Minimalism as Less Elements
|Photo By © Prakash Ghai|
Anil was a small construction contractor working in Jaipur and he had about 20 day laborers working under him. This green shirt was his favorite and it was not just for its color. Whenever he used to go out on field for negotiating a new construction contract wearing this shirt, he used to bag that contract. Yes, he was very superstitious and this became his "Lucky Shirt". This kept on going for about 15 years. He had just turned 44 and on his birthday he got a call for a very big contract. It was about 20 times the size of the regular contracts he used to receive. This was his make or break moment. He promised his wife and two children that after successful completion of this contract he shall buy a new house for the family and also a nice new four-wheeler. As usual, he got dressed in his Lucky Green Shirt and headed for work. On his way, something terrible happened. Anil met with a very serious accident. A stranger rushed him to the hospital. He had suffered from serious head injuries. By the time the doctors started the treatment, Anil had already passed away. That stranger who brought him to the hospital completely broke down and with his shivering hands he took out Anil's cell phone from his pants. It was time to pass on the bad news. He made a call to the last dialed number on the list and it turned out to be Anil's wife Sunita. She could not believe her ears, she was certain that such a thing could not happen with Anil as he was wearing his lucky green shirt. She rushed to the hospital, but to her vain all that she found after reaching the hospital was her husband's dead body.

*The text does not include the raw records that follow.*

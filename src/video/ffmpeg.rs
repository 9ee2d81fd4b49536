use crate::error::{Result, VideoError};
use std::path::{Path, PathBuf};
use std::process::Stdio;
use std::time::Duration;
use tokio::process::Command;
use tracing::debug;

const VIDEO_CODEC: [&str; 6] = ["-c:v", "libx264", "-preset", "ultrafast", "-pix_fmt", "yuv420p"];

fn base_args() -> Vec<String> {
    vec![
        "-y".into(),
        "-hide_banner".into(),
        "-loglevel".into(),
        "error".into(),
        "-nostats".into(),
    ]
}

fn push_args(args: &mut Vec<String>, items: &[&str]) {
    args.extend(items.iter().map(|s| s.to_string()));
}

fn path_arg(path: &Path) -> String {
    path.to_string_lossy().into_owned()
}

fn push_encoder(args: &mut Vec<String>, fps: u32, filter: Option<&str>) {
    if let Some(filter) = filter {
        args.push("-vf".into());
        args.push(filter.to_string());
    }
    args.extend(VIDEO_CODEC.iter().map(|s| s.to_string()));
    args.push("-r".into());
    args.push(fps.to_string());
}

/// 静态图片片段：循环单帧图片 `duration` 秒
pub fn still_segment_args(
    image: &Path,
    duration: f64,
    fps: u32,
    filter: Option<&str>,
    output: &Path,
) -> Vec<String> {
    let mut args = base_args();
    push_args(
        &mut args,
        &[
            "-loop",
            "1",
            "-framerate",
            &fps.to_string(),
            "-i",
            &path_arg(image),
            "-t",
            &format!("{:.3}", duration),
        ],
    );
    push_encoder(&mut args, fps, filter);
    args.push(path_arg(output));
    args
}

/// 从标准输入读取原始 RGB 帧的片段
pub fn piped_segment_args(
    width: u32,
    height: u32,
    fps: u32,
    duration: f64,
    filter: Option<&str>,
    output: &Path,
) -> Vec<String> {
    let mut args = base_args();
    push_args(
        &mut args,
        &[
            "-f",
            "rawvideo",
            "-pix_fmt",
            "rgb24",
            "-s",
            &format!("{}x{}", width, height),
            "-framerate",
            &fps.to_string(),
            "-i",
            "-",
            "-t",
            &format!("{:.3}", duration),
        ],
    );
    push_encoder(&mut args, fps, filter);
    args.push(path_arg(output));
    args
}

/// concat 清单，每行 `file '<path>'`
pub fn concat_manifest(paths: &[PathBuf]) -> String {
    paths
        .iter()
        .map(|p| format!("file '{}'", p.to_string_lossy().replace('\'', "'\\''")))
        .collect::<Vec<_>>()
        .join("\n")
}

/// 用 concat 分离器无损拼接（视频片段与音频都适用）
pub fn concat_args(manifest: &Path, output: &Path) -> Vec<String> {
    let mut args = base_args();
    push_args(
        &mut args,
        &[
            "-f",
            "concat",
            "-safe",
            "0",
            "-i",
            &path_arg(manifest),
            "-c",
            "copy",
            &path_arg(output),
        ],
    );
    args
}

/// 交叉淡化时每个片段的实际长度：除最后一个外都延长 `fade`
pub fn crossfade_lengths(durations: &[f64], fade: f64) -> Vec<f64> {
    let last = durations.len().saturating_sub(1);
    durations
        .iter()
        .enumerate()
        .map(|(i, d)| if i < last { d + fade } else { *d })
        .collect()
}

/// 第 k 个 xfade 的起点：前 k 个分镜原始时长之和
pub fn crossfade_offsets(durations: &[f64]) -> Vec<f64> {
    durations
        .iter()
        .scan(0.0, |acc, d| {
            *acc += d;
            Some(*acc)
        })
        .take(durations.len().saturating_sub(1))
        .collect()
}

/// 淡化时长不超过最短分镜的一半
pub fn effective_fade(durations: &[f64], fade: f64) -> f64 {
    let shortest = durations.iter().cloned().fold(f64::INFINITY, f64::min);
    if !shortest.is_finite() || fade <= 0.0 {
        return 0.0;
    }
    fade.min(shortest / 2.0)
}

pub fn crossfade_args(segments: &[PathBuf], durations: &[f64], fade: f64, fps: u32, output: &Path) -> Vec<String> {
    let mut args = base_args();
    for segment in segments {
        args.push("-i".into());
        args.push(path_arg(segment));
    }

    let offsets = crossfade_offsets(durations);
    let mut filter = String::new();
    let mut previous = "0:v".to_string();
    for (k, offset) in offsets.iter().enumerate() {
        let label = format!("x{}", k + 1);
        if !filter.is_empty() {
            filter.push(';');
        }
        filter.push_str(&format!(
            "[{}][{}:v]xfade=transition=fade:duration={:.3}:offset={:.3}[{}]",
            previous,
            k + 1,
            fade,
            offset,
            label
        ));
        previous = label;
    }

    if filter.is_empty() {
        push_args(&mut args, &["-map", "0:v"]);
    } else {
        push_args(
            &mut args,
            &["-filter_complex", &filter, "-map", &format!("[{}]", previous)],
        );
    }
    push_encoder(&mut args, fps, None);
    args.push(path_arg(output));
    args
}

/// 背景音乐混音参数
#[derive(Debug, Clone)]
pub struct MusicMix {
    pub path: PathBuf,
    pub volume: f64,
    pub fade_out: f64,
}

/// 视频配上旁白（以及循环的背景音乐），时长截到旁白长度
pub fn mux_args(
    video: &Path,
    narration: &Path,
    music: Option<&MusicMix>,
    duration: f64,
    output: &Path,
) -> Vec<String> {
    let mut args = base_args();
    push_args(
        &mut args,
        &["-i", &path_arg(video), "-i", &path_arg(narration)],
    );

    match music {
        Some(mix) => {
            let fade = mix.fade_out.min(duration).max(0.0);
            let fade_start = (duration - fade).max(0.0);
            let filter = format!(
                "[2:a]volume={:.3},afade=t=out:st={:.3}:d={:.3}[bg];[1:a][bg]amix=inputs=2:duration=first:dropout_transition=0:normalize=0[aout]",
                mix.volume, fade_start, fade
            );
            push_args(
                &mut args,
                &[
                    "-stream_loop",
                    "-1",
                    "-i",
                    &path_arg(&mix.path),
                    "-filter_complex",
                    &filter,
                    "-map",
                    "0:v:0",
                    "-map",
                    "[aout]",
                ],
            );
        }
        None => {
            push_args(&mut args, &["-map", "0:v:0", "-map", "1:a:0"]);
        }
    }

    push_args(
        &mut args,
        &[
            "-c:v",
            "copy",
            "-c:a",
            "aac",
            "-b:a",
            "192k",
            "-t",
            &format!("{:.3}", duration),
            "-movflags",
            "+faststart",
            &path_arg(output),
        ],
    );
    args
}

fn failure(context: &str, stderr: &[u8]) -> VideoError {
    let error = String::from_utf8_lossy(stderr);
    VideoError::FfmpegError(format!("{}: {}", context, error.trim()))
}

pub async fn run(args: &[String], context: &str) -> Result<()> {
    debug!("ffmpeg {}", args.join(" "));

    let output = Command::new("ffmpeg")
        .args(args)
        .stdin(Stdio::null())
        .output()
        .await
        .map_err(|e| VideoError::FfmpegError(format!("Failed to run FFmpeg: {}", e)))?;

    if !output.status.success() {
        return Err(failure(context, &output.stderr));
    }
    Ok(())
}

/// 启动一个从标准输入读帧的 FFmpeg 进程
pub fn spawn_piped(args: &[String]) -> Result<tokio::process::Child> {
    debug!("ffmpeg {}", args.join(" "));

    Command::new("ffmpeg")
        .args(args)
        .stdin(Stdio::piped())
        .stdout(Stdio::null())
        .stderr(Stdio::piped())
        .kill_on_drop(true)
        .spawn()
        .map_err(|e| VideoError::FfmpegError(format!("Failed to run FFmpeg: {}", e)))
}

pub async fn finish_piped(child: tokio::process::Child, context: &str) -> Result<()> {
    let output = child.wait_with_output().await?;
    if !output.status.success() {
        return Err(failure(context, &output.stderr));
    }
    Ok(())
}

/// 用 ffprobe 读取媒体时长（秒）
pub async fn probe_duration(path: &Path) -> Result<f64> {
    let output = tokio::time::timeout(
        Duration::from_secs(10),
        Command::new("ffprobe")
            .kill_on_drop(true)
            .args([
                "-v",
                "error",
                "-show_entries",
                "format=duration",
                "-of",
                "default=noprint_wrappers=1:nokey=1",
            ])
            .arg(path)
            .output(),
    )
    .await
    .map_err(|_| VideoError::FfmpegError("ffprobe duration check timed out".to_string()))?
    .map_err(|e| VideoError::FfmpegError(format!("Failed to run ffprobe: {}", e)))?;

    if !output.status.success() {
        return Err(failure("ffprobe failed", &output.stderr));
    }

    parse_duration(&String::from_utf8_lossy(&output.stdout)).ok_or_else(|| {
        VideoError::FfmpegError(format!("Could not read duration of {}", path.display()))
    })
}

fn parse_duration(stdout: &str) -> Option<f64> {
    stdout
        .trim()
        .parse::<f64>()
        .ok()
        .filter(|d| d.is_finite() && *d > 0.0)
}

Was Anil's shirt really lucky or were these merely a series of coincidences? Do we learn anything from the story or Whatever happens just happens? To be or not to be "Superstitious" that is the question.
(PS: this is a fictional story)
I spotted this shirt drying on the footpath next to a busy street, where some nomads lived. They only had a plastic tent to cover their heads. I loved the color palette and therefore decided to go as close as possible to the subject and carve out a frame. I loved the partially un-dry nature of the shirt with water accumulating down its sleeve, forming a nice light to dark gradation of greens. I let the metal clothesline run diagonally across the frame beginning from top left, and let everything else fall in place. Negative space was not an issue and I also did not want too much of it, as I wanted the shirt to have more attention. The texture of the wall particularly interested me and that is the key highlight here. And there you have it. A Minimalist Photo of a Green Shirt. :)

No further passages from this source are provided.